Long maturing local varieties of staple grains consumed in the Upper East Region are gradually phasing out in favour of improved short maturing varieties.
Farmers in Tariganga, in Garu-Tempane District in the region, said that for the past 10 years, erratic rainfall had made rain-fed agriculture unreliable.
This is because, draught or floods during the later part of the farming season resulted in low yields of long maturing crops such as millet, sorghum, groundnuts, cowpea and bambara beans.
Consequently, farmers in the community cultivate short maturing varieties, including maize, sorghum known as Dorado, soya, cowpea and groundnuts introduced by the Ministry of Agriculture and the Alternative Learning Programme (ALP), under CARE International, a non-governmental Organisation.
The farmers were taking part in a research on ‘Change Dynamics of Gender Relations with Climate Change,’ organized by ALP at Tariganga near Garu, to find out the effects of climate change on farming in the community and the influence of gender relationships on the lives of the people.
Naba Alem Akudugu, Chief of Tariganga, said a few farmers in the community sow late millet because of the disappointment they had experienced, as dry spells in June usually affect yield of the crop.
He said instead, many farmers had taken to the cultivation of maize, and explained that the late millet, which used to be the main staple of the people, took about four months to mature, usually by late October or November, and when the rains stops early the grains do not mature and dry.

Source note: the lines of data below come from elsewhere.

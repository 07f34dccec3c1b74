//! # Session Configuration
//!
//! Configuration for an inventory session.
//!
//! ## Configuration Sources
//! ```text
//! ┌─────────────────────────────────────────────────────────────────────────┐
//! │                    Configuration Priority                               │
//! │                                                                         │
//! │  1. Environment Variables (highest priority)                           │
//! │     TALLY_STORE_ID=store-001                                           │
//! │     TALLY_SERVICE_URL=https://counts.example.com                       │
//! │                                                                         │
//! │  2. TOML Config File                                                   │
//! │     ~/.config/tally/tally.toml (Linux)                                 │
//! │     ~/Library/Application Support/com.tally.tally/tally.toml (macOS)   │
//! │                                                                         │
//! │  3. Default Values (lowest priority)                                   │
//! │     30 s request timeout, 50 rows per page                             │
//! └─────────────────────────────────────────────────────────────────────────┘
//! ```
//!
//! ## Configuration File Format
//! ```toml
//! [store]
//! id = "store-001"
//! name = "Downtown Branch"
//!
//! [operator]
//! registered_by = "ana"
//!
//! [service]
//! url = "https://counts.example.com"
//! dataset_dir = "/srv/tally/uploads"
//! request_timeout_secs = 30
//!
//! [presentation]
//! page_size = 50
//! ```

use serde::{Deserialize, Serialize};
use std::path::PathBuf;
use std::time::Duration;
use tracing::{debug, info, warn};

use crate::error::{SyncError, SyncResult};

// =============================================================================
// Store Configuration
// =============================================================================

/// The store whose warehouses are being counted.
#[derive(Debug, Clone, Serialize, Deserialize)]
pub struct StoreConfig {
    #[serde(default)]
    pub id: Option<String>,

    #[serde(default)]
    pub name: String,
}

impl Default for StoreConfig {
    fn default() -> Self {
        StoreConfig {
            id: None,
            name: "Default Store".to_string(),
        }
    }
}

// =============================================================================
// Operator Configuration
// =============================================================================

/// Who is registering counts on this device.
#[derive(Debug, Clone, Serialize, Deserialize)]
pub struct OperatorConfig {
    #[serde(default = "default_registered_by")]
    pub registered_by: String,
}

fn default_registered_by() -> String {
    "operator".to_string()
}

impl Default for OperatorConfig {
    fn default() -> Self {
        OperatorConfig {
            registered_by: default_registered_by(),
        }
    }
}

// =============================================================================
// Service Settings
// =============================================================================

/// Where counting data comes from.
#[derive(Debug, Clone, Serialize, Deserialize)]
pub struct ServiceSettings {
    /// Base URL of the remote counting service (if any).
    #[serde(default)]
    pub url: Option<String>,

    /// Directory of uploaded JSON datasets.
    #[serde(default = "default_dataset_dir")]
    pub dataset_dir: PathBuf,

    /// Upper bound for every fetch (seconds).
    #[serde(default = "default_request_timeout")]
    pub request_timeout_secs: u64,
}

fn default_dataset_dir() -> PathBuf {
    PathBuf::from("datasets")
}

fn default_request_timeout() -> u64 {
    30
}

impl Default for ServiceSettings {
    fn default() -> Self {
        ServiceSettings {
            url: None,
            dataset_dir: default_dataset_dir(),
            request_timeout_secs: default_request_timeout(),
        }
    }
}

// =============================================================================
// Presentation Settings
// =============================================================================

#[derive(Debug, Clone, Serialize, Deserialize)]
pub struct PresentationSettings {
    #[serde(default = "default_page_size")]
    pub page_size: usize,
}

fn default_page_size() -> usize {
    tally_core::DEFAULT_PAGE_SIZE
}

impl Default for PresentationSettings {
    fn default() -> Self {
        PresentationSettings {
            page_size: default_page_size(),
        }
    }
}

// =============================================================================
// Main Configuration
// =============================================================================

/// Complete session configuration.
#[derive(Debug, Clone, Default, Serialize, Deserialize)]
pub struct TallyConfig {
    #[serde(default)]
    pub store: StoreConfig,

    #[serde(default)]
    pub operator: OperatorConfig,

    #[serde(default)]
    pub service: ServiceSettings,

    #[serde(default)]
    pub presentation: PresentationSettings,
}

impl TallyConfig {
    pub fn new() -> Self {
        Self::default()
    }

    /// Loads configuration from file, environment, and defaults.
    ///
    /// ## Load Order (later overrides earlier)
    /// 1. Default values
    /// 2. Config file (tally.toml)
    /// 3. Environment variables
    pub fn load(config_path: Option<PathBuf>) -> SyncResult<Self> {
        let mut config = Self::default();

        if let Some(path) = config_path.or_else(Self::default_config_path) {
            if path.exists() {
                info!(?path, "Loading tally config from file");
                let contents = std::fs::read_to_string(&path)?;
                config = toml::from_str(&contents)?;
            } else {
                debug!(?path, "Config file not found, using defaults");
            }
        }

        config.apply_env_overrides();
        config.validate()?;

        Ok(config)
    }

    /// Loads config or returns default if load fails.
    pub fn load_or_default(config_path: Option<PathBuf>) -> Self {
        Self::load(config_path).unwrap_or_else(|e| {
            warn!("Failed to load tally config: {}. Using defaults.", e);
            Self::default()
        })
    }

    /// Saves configuration to file.
    pub fn save(&self, config_path: Option<PathBuf>) -> SyncResult<()> {
        let path = config_path
            .or_else(Self::default_config_path)
            .ok_or_else(|| SyncError::ConfigSaveFailed("No config path available".into()))?;

        if let Some(parent) = path.parent() {
            std::fs::create_dir_all(parent)
                .map_err(|e| SyncError::ConfigSaveFailed(e.to_string()))?;
        }

        let contents = toml::to_string_pretty(self)?;
        std::fs::write(&path, contents).map_err(|e| SyncError::ConfigSaveFailed(e.to_string()))?;

        info!(?path, "Tally config saved");
        Ok(())
    }

    /// Validates the configuration.
    pub fn validate(&self) -> SyncResult<()> {
        if let Some(ref raw) = self.service.url {
            let parsed = url::Url::parse(raw)?;
            if !matches!(parsed.scheme(), "http" | "https") {
                return Err(SyncError::InvalidUrl(format!(
                    "Service URL must start with http:// or https://, got: {}",
                    raw
                )));
            }
        }

        if self.service.request_timeout_secs == 0 {
            return Err(SyncError::InvalidConfig(
                "request_timeout_secs must be greater than 0".into(),
            ));
        }

        if self.presentation.page_size == 0 {
            return Err(SyncError::InvalidConfig(
                "page_size must be greater than 0".into(),
            ));
        }

        if self.operator.registered_by.trim().is_empty() {
            return Err(SyncError::InvalidConfig(
                "registered_by must not be empty".into(),
            ));
        }

        Ok(())
    }

    /// Applies environment variable overrides.
    fn apply_env_overrides(&mut self) {
        if let Ok(id) = std::env::var("TALLY_STORE_ID") {
            debug!(store_id = %id, "Overriding store ID from environment");
            self.store.id = Some(id);
        }

        if let Ok(name) = std::env::var("TALLY_REGISTERED_BY") {
            self.operator.registered_by = name;
        }

        if let Ok(dir) = std::env::var("TALLY_DATASET_DIR") {
            debug!(dataset_dir = %dir, "Overriding dataset directory from environment");
            self.service.dataset_dir = PathBuf::from(dir);
        }

        if let Ok(url) = std::env::var("TALLY_SERVICE_URL") {
            debug!(url = %url, "Overriding service URL from environment");
            self.service.url = Some(url);
        }

        if let Ok(secs) = std::env::var("TALLY_REQUEST_TIMEOUT_SECS") {
            match secs.parse::<u64>() {
                Ok(s) => self.service.request_timeout_secs = s,
                Err(_) => warn!(value = %secs, "Ignoring non-numeric TALLY_REQUEST_TIMEOUT_SECS"),
            }
        }

        if let Ok(size) = std::env::var("TALLY_PAGE_SIZE") {
            match size.parse::<usize>() {
                Ok(s) => self.presentation.page_size = s,
                Err(_) => warn!(value = %size, "Ignoring non-numeric TALLY_PAGE_SIZE"),
            }
        }
    }

    /// Returns the default config file path.
    fn default_config_path() -> Option<PathBuf> {
        directories::ProjectDirs::from("com", "tally", "tally")
            .map(|dirs| dirs.config_dir().join("tally.toml"))
    }

    // =========================================================================
    // Convenience Methods
    // =========================================================================

    pub fn request_timeout(&self) -> Duration {
        Duration::from_secs(self.service.request_timeout_secs)
    }

    pub fn store_id(&self) -> Option<&str> {
        self.store.id.as_deref()
    }

    pub fn registered_by(&self) -> &str {
        &self.operator.registered_by
    }

    pub fn service_url(&self) -> Option<&str> {
        self.service.url.as_deref()
    }

    pub fn page_size(&self) -> usize {
        self.presentation.page_size
    }
}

The local cowpea that takes about 120 days to mature was being replaced by improved varieties that have bigger seeds and look more attractive, while the late maturing sorghum that was mostly used for pito and porridge was being replaced by early maturing and high yielding varieties.

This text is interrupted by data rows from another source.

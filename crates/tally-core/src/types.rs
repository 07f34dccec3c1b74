//! # Domain Types
//!
//! Core domain types used throughout Tally.
//!
//! ## Type Hierarchy
//! ```text
//! ┌─────────────────────────────────────────────────────────────────────────┐
//! │                         Domain Types                                    │
//! │                                                                         │
//! │  ┌─────────────────┐   ┌─────────────────┐   ┌─────────────────┐       │
//! │  │    Product      │   │      Round      │   │   CountEntry    │       │
//! │  │  ─────────────  │   │  ─────────────  │   │  ─────────────  │       │
//! │  │  code (join key)│   │  id (UUID)      │   │  product_code   │       │
//! │  │  name           │   │  number         │   │  quantity       │       │
//! │  │  unit_of_measure│   │  warehouse      │   │  unit_of_measure│       │
//! │  └─────────────────┘   │  closed_at      │   └─────────────────┘       │
//! │                        │  entries[]      │                              │
//! │                        └─────────────────┘                              │
//! │                                                                         │
//! │  ┌──────────────────┐  ┌─────────────────────┐  ┌──────────────────┐   │
//! │  │SystemStockRecord │  │ ReconciliationRow   │  │ ConsolidatedRow  │   │
//! │  │  product_code    │  │  (derived)          │  │  (derived)       │   │
//! │  │  quantity        │  │  diff = phys - sys  │  │  totals over W   │   │
//! │  └──────────────────┘  └─────────────────────┘  └──────────────────┘   │
//! └─────────────────────────────────────────────────────────────────────────┘
//! ```
//!
//! ## Dual-Key Identity Pattern
//! Rounds have:
//! - `id`: UUID v4 - immutable, local identity
//! - `number`: business round number, shared by every warehouse counting it

use chrono::{DateTime, Utc};
use serde::{Deserialize, Serialize};
use ts_rs::TS;

use crate::error::ValidationError;
use crate::quantity::Quantity;

/// Unit of measure used when neither the catalog nor the payload provides one.
pub const DEFAULT_UNIT_OF_MEASURE: &str = "UND";

// =============================================================================
// Warehouse
// =============================================================================

/// A counted location.
#[derive(Debug, Clone, Copy, PartialEq, Eq, PartialOrd, Ord, Hash, Serialize, Deserialize, TS)]
#[ts(export)]
pub enum Warehouse {
    A,
    B,
}

impl Warehouse {
    /// Every warehouse, in display order.
    pub const ALL: [Warehouse; 2] = [Warehouse::A, Warehouse::B];

    /// Short code used in dataset file names and logs.
    pub const fn code(&self) -> &'static str {
        match self {
            Warehouse::A => "A",
            Warehouse::B => "B",
        }
    }
}

impl std::fmt::Display for Warehouse {
    fn fmt(&self, f: &mut std::fmt::Formatter<'_>) -> std::fmt::Result {
        f.write_str(self.code())
    }
}

impl std::str::FromStr for Warehouse {
    type Err = ValidationError;

    fn from_str(s: &str) -> Result<Self, Self::Err> {
        let lowered = s.trim().to_lowercase();
        let tail = lowered
            .strip_prefix("almacen")
            .or_else(|| lowered.strip_prefix("warehouse"))
            .unwrap_or(&lowered)
            .trim_start_matches(['_', '-', ' ']);
        match tail {
            "a" => Ok(Warehouse::A),
            "b" => Ok(Warehouse::B),
            _ => Err(ValidationError::InvalidFormat {
                field: "warehouse".to_string(),
                reason: format!("unknown warehouse '{}', expected A or B", s.trim()),
            }),
        }
    }
}

// =============================================================================
// Product
// =============================================================================

/// A product in the reference catalog.
#[derive(Debug, Clone, PartialEq, Eq, Serialize, Deserialize, TS)]
#[ts(export)]
#[serde(rename_all = "camelCase")]
pub struct Product {
    /// Universal join key across catalog, snapshots and counts.
    pub code: String,
    pub name: String,
    pub unit_of_measure: String,
}

// =============================================================================
// Count Entry
// =============================================================================

/// One counted quantity inside a round. Unique by `product_code`.
#[derive(Debug, Clone, PartialEq, Eq, Serialize, Deserialize, TS)]
#[ts(export)]
#[serde(rename_all = "camelCase")]
pub struct CountEntry {
    pub product_code: String,
    pub quantity: Quantity,
    pub unit_of_measure: String,
}

// =============================================================================
// Round
// =============================================================================

/// Lifecycle state of a round. The only transition is `Open → Closed`.
#[derive(Debug, Clone, Copy, PartialEq, Eq, Serialize, Deserialize, TS)]
#[ts(export)]
#[serde(rename_all = "snake_case")]
pub enum RoundStatus {
    Open,
    Closed,
}

/// Who opened a round and for which store.
#[derive(Debug, Clone, Default, PartialEq, Eq, Serialize, Deserialize, TS)]
#[ts(export)]
#[serde(rename_all = "camelCase")]
pub struct RoundMetadata {
    pub registered_by: String,
    pub store_id: Option<String>,
    #[ts(as = "Option<String>")]
    pub started_at: Option<DateTime<Utc>>,
}

/// One numbered counting session for a warehouse.
///
/// ## Invariants
/// - `entries` are unique by `product_code` (re-entering a code overwrites)
/// - once `closed_at` is set the round never changes again
#[derive(Debug, Clone, PartialEq, Eq, Serialize, Deserialize, TS)]
#[ts(export)]
#[serde(rename_all = "camelCase")]
pub struct Round {
    pub id: String,
    pub number: String,
    pub warehouse: Warehouse,
    pub registered_by: String,
    #[ts(as = "String")]
    pub started_at: DateTime<Utc>,
    #[ts(as = "Option<String>")]
    pub closed_at: Option<DateTime<Utc>>,
    pub store_id: Option<String>,
    pub entries: Vec<CountEntry>,
}

impl Round {
    #[inline]
    pub fn is_closed(&self) -> bool {
        self.closed_at.is_some()
    }

    pub fn status(&self) -> RoundStatus {
        if self.is_closed() {
            RoundStatus::Closed
        } else {
            RoundStatus::Open
        }
    }

    /// Finds the entry for a product code.
    pub fn entry(&self, code: &str) -> Option<&CountEntry> {
        self.entries.iter().find(|e| e.product_code == code)
    }
}

// =============================================================================
// System Stock Record
// =============================================================================

/// System-of-record quantity for one product in one warehouse.
#[derive(Debug, Clone, PartialEq, Eq, Serialize, Deserialize, TS)]
#[ts(export)]
#[serde(rename_all = "camelCase")]
pub struct SystemStockRecord {
    pub product_code: String,
    pub quantity: Quantity,
}

// =============================================================================
// Discrepancy Status
// =============================================================================

/// Classification of a diff (physical minus system).
#[derive(Debug, Clone, Copy, PartialEq, Eq, Hash, Serialize, Deserialize, TS)]
#[ts(export)]
#[serde(rename_all = "SCREAMING_SNAKE_CASE")]
pub enum DiscrepancyStatus {
    /// diff = 0
    Conforme,
    /// diff > 0
    Sobrante,
    /// diff < 0
    Faltante,
}

impl DiscrepancyStatus {
    /// Classifies a diff by its sign.
    pub fn from_diff(diff: Quantity) -> Self {
        if diff.is_zero() {
            DiscrepancyStatus::Conforme
        } else if diff.is_positive() {
            DiscrepancyStatus::Sobrante
        } else {
            DiscrepancyStatus::Faltante
        }
    }
}

impl std::fmt::Display for DiscrepancyStatus {
    fn fmt(&self, f: &mut std::fmt::Formatter<'_>) -> std::fmt::Result {
        match self {
            DiscrepancyStatus::Conforme => write!(f, "CONFORME"),
            DiscrepancyStatus::Sobrante => write!(f, "SOBRANTE"),
            DiscrepancyStatus::Faltante => write!(f, "FALTANTE"),
        }
    }
}

// =============================================================================
// Derived Rows
// =============================================================================

/// Per-product comparison for one warehouse/round. Never mutated in place.
#[derive(Debug, Clone, PartialEq, Eq, Serialize, Deserialize, TS)]
#[ts(export)]
#[serde(rename_all = "camelCase")]
pub struct ReconciliationRow {
    pub product_code: String,
    /// `None` when the code is not in the catalog (counted by mistake).
    pub product_name: Option<String>,
    pub unit_of_measure: String,
    pub system_qty: Quantity,
    pub physical_qty: Quantity,
    pub diff: Quantity,
    pub status: DiscrepancyStatus,
}

/// Quantities contributed by one warehouse to a consolidated row.
#[derive(Debug, Clone, PartialEq, Eq, Serialize, Deserialize, TS)]
#[ts(export)]
#[serde(rename_all = "camelCase")]
pub struct WarehouseQuantities {
    pub warehouse: Warehouse,
    pub system_qty: Quantity,
    pub physical_qty: Quantity,
    pub diff: Quantity,
}

/// Cross-warehouse totals for one product code.
#[derive(Debug, Clone, PartialEq, Eq, Serialize, Deserialize, TS)]
#[ts(export)]
#[serde(rename_all = "camelCase")]
pub struct ConsolidatedRow {
    pub product_code: String,
    pub product_name: Option<String>,
    pub unit_of_measure: String,
    pub system_qty_total: Quantity,
    pub physical_qty_total: Quantity,
    pub diff_total: Quantity,
    pub status: DiscrepancyStatus,
    pub per_warehouse: Vec<WarehouseQuantities>,
}

/// Grand total over every consolidated row.
#[derive(Debug, Clone, Default, PartialEq, Eq, Serialize, Deserialize, TS)]
#[ts(export)]
#[serde(rename_all = "camelCase")]
pub struct ConsolidatedTotals {
    pub system_qty_total: Quantity,
    pub physical_qty_total: Quantity,
    pub diff_total: Quantity,
    pub products: usize,
    pub conforme: usize,
    pub sobrante: usize,
    pub faltante: usize,
}

/// A row of the consolidated view: product lines first, the total last.
#[derive(Debug, Clone, PartialEq, Eq, Serialize, Deserialize, TS)]
#[ts(export)]
#[serde(tag = "kind", rename_all = "snake_case")]
pub enum ConsolidatedLine {
    Product(ConsolidatedRow),
    Total(ConsolidatedTotals),
}

/// Round number offered by the remote service for the join flow.
#[derive(Debug, Clone, PartialEq, Eq, Serialize, Deserialize, TS)]
#[ts(export)]
#[serde(rename_all = "camelCase")]
pub struct AvailableRound {
    pub number: String,
    pub id: String,
}

// =============================================================================
// Unit Tests
// =============================================================================

#[cfg(test)]
mod tests {
    use super::*;

    #[test]
    fn test_status_from_diff() {
        assert_eq!(
            DiscrepancyStatus::from_diff(Quantity::zero()),
            DiscrepancyStatus::Conforme
        );
        assert_eq!(
            DiscrepancyStatus::from_diff(Quantity::from_units(2)),
            DiscrepancyStatus::Sobrante
        );
        assert_eq!(
            DiscrepancyStatus::from_diff(Quantity::from_milli(-1)),
            DiscrepancyStatus::Faltante
        );
    }

    #[test]
    fn test_status_serializes_upper_case() {
        let json = serde_json::to_string(&DiscrepancyStatus::Faltante).unwrap();
        assert_eq!(json, "\"FALTANTE\"");
        assert_eq!(DiscrepancyStatus::Sobrante.to_string(), "SOBRANTE");
    }

    #[test]
    fn test_warehouse_parsing() {
        assert_eq!("A".parse::<Warehouse>().unwrap(), Warehouse::A);
        assert_eq!("b".parse::<Warehouse>().unwrap(), Warehouse::B);
        assert_eq!("almacen_a".parse::<Warehouse>().unwrap(), Warehouse::A);
        assert_eq!("Warehouse B".parse::<Warehouse>().unwrap(), Warehouse::B);
        assert!("C".parse::<Warehouse>().is_err());
    }

    #[test]
    fn test_round_status() {
        let mut round = Round {
            id: "r1".into(),
            number: "1".into(),
            warehouse: Warehouse::A,
            registered_by: "ana".into(),
            started_at: Utc::now(),
            closed_at: None,
            store_id: None,
            entries: vec![],
        };
        assert_eq!(round.status(), RoundStatus::Open);
        round.closed_at = Some(Utc::now());
        assert_eq!(round.status(), RoundStatus::Closed);
    }
}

Naba Akudugu said farmers needed chemical fertilizer for the improved varieties, but many of them could not afford.
Mr. Abanga Alem, an elderly man in the community, recalled the good old days when the rains started early, in April and farmers had the luxury to schedule when to cultivate crops, depending on the maturity period and were certain of good harvest.
Mr. Romanus Gyang, Manager of ALP-Ghana, explained that the programme provided a holistic analytical approach to enable the communities to plan adaptation actions that were informed by climatic change.
He said the programme was being implemented in eight communities in the Garu-Tempane and East Mamprusi Districts.
The research was led by Dr. Paschal Atengdan, a lecturer in Agriculture at the University of Ghana-Legon, and a Consultant.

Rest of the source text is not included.